I feel that here it must be given that y is an integer. Anyways, an alternative approach is: To find the number of distinct factors of a number, first prime factorize it. In this case, since its given that \(y^4\) is a multiple of 60, hence \(y^4\) must contain 2*2*3*5. But here taking the fourth root will yield y in decimal form. Henceforth, to make y an integer, \(y^4\) must be atleast \(2^4 * 3^4 * 5^4\). Now since y is an integer and has 2,3 and 5 as its prime factors, so total number of prime factors will be 2*2*2=8.Since the number of prime factors is the product of the (power+1) of the individual prime factor. Here the individual powers are 1, 1 and 1. Hence the number of prime factors will be (1+1)*(1+1)*(1+1) or 8. Answer.

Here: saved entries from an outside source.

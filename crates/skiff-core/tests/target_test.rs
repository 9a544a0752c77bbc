use skiff_core::{FunctionTarget, ProjectConfig};
use tempfile::TempDir;

fn add_function(root: &std::path::Path, name: &str) {
    let dir = root.join("src").join(name);
    std::fs::create_dir_all(&dir).unwrap();
    std::fs::write(dir.join("index.ts"), "export {};\n").unwrap();
}

#[test]
fn discover_finds_functions_sorted_by_name() {
    let tmp = TempDir::new().unwrap();
    add_function(tmp.path(), "ticket");
    add_function(tmp.path(), "agent");
    add_function(tmp.path(), "seller");

    let targets = FunctionTarget::discover(tmp.path(), &ProjectConfig::default()).unwrap();

    let names: Vec<&str> = targets.iter().map(|t| t.name.as_str()).collect();
    assert_eq!(names, ["agent", "seller", "ticket"]);
}

#[test]
fn discover_skips_shared_directory() {
    let tmp = TempDir::new().unwrap();
    add_function(tmp.path(), "ticket");
    add_function(tmp.path(), "shared");

    let targets = FunctionTarget::discover(tmp.path(), &ProjectConfig::default()).unwrap();

    assert_eq!(targets.len(), 1);
    assert_eq!(targets[0].name, "ticket");
}

#[test]
fn discover_skips_directories_without_entry_point() {
    let tmp = TempDir::new().unwrap();
    add_function(tmp.path(), "ticket");
    std::fs::create_dir_all(tmp.path().join("src/notes")).unwrap();

    let targets = FunctionTarget::discover(tmp.path(), &ProjectConfig::default()).unwrap();

    assert_eq!(targets.len(), 1);
}

#[test]
fn discover_returns_empty_for_missing_functions_dir() {
    let tmp = TempDir::new().unwrap();
    let targets = FunctionTarget::discover(tmp.path(), &ProjectConfig::default()).unwrap();
    assert!(targets.is_empty());
}

#[test]
fn resolve_returns_target_with_expected_paths() {
    let tmp = TempDir::new().unwrap();
    add_function(tmp.path(), "ticket");

    let target =
        FunctionTarget::resolve(tmp.path(), &ProjectConfig::default(), "ticket").unwrap();

    assert_eq!(target.name, "ticket");
    assert_eq!(target.entry_point, tmp.path().join("src/ticket/index.ts"));
    assert_eq!(target.out_dir, tmp.path().join("dist/ticket"));
}

#[test]
fn resolve_unknown_function_errors_with_name() {
    let tmp = TempDir::new().unwrap();

    let result = FunctionTarget::resolve(tmp.path(), &ProjectConfig::default(), "ghost");
    assert!(result.is_err());

    let err = result.unwrap_err().to_string();
    assert!(err.contains("ghost"), "got: {err}");
}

Hey, Marcab,I still dont get the quoted part in ur statement...

I got answer 12.

Hii Bhavin. Its given that \(y^4\) is a multiple of 60. So \(y^4\) must be atleast 60 or \(2^2 * 3 * 4\). Taking the fourth root will result: \(2^{1/2} * 3^{1/4} * 5^{1/4}\). Since neither of \(2^{1/2}\) ,\(3^{1/4}\) and \(5^{1/4}\) is an integer, therefore fourth root will yield decimal number. To get y as an integer, the powers of 2,3 and 5 must be a multiple of 4, so that the fourth root yields an integer. hope that helps.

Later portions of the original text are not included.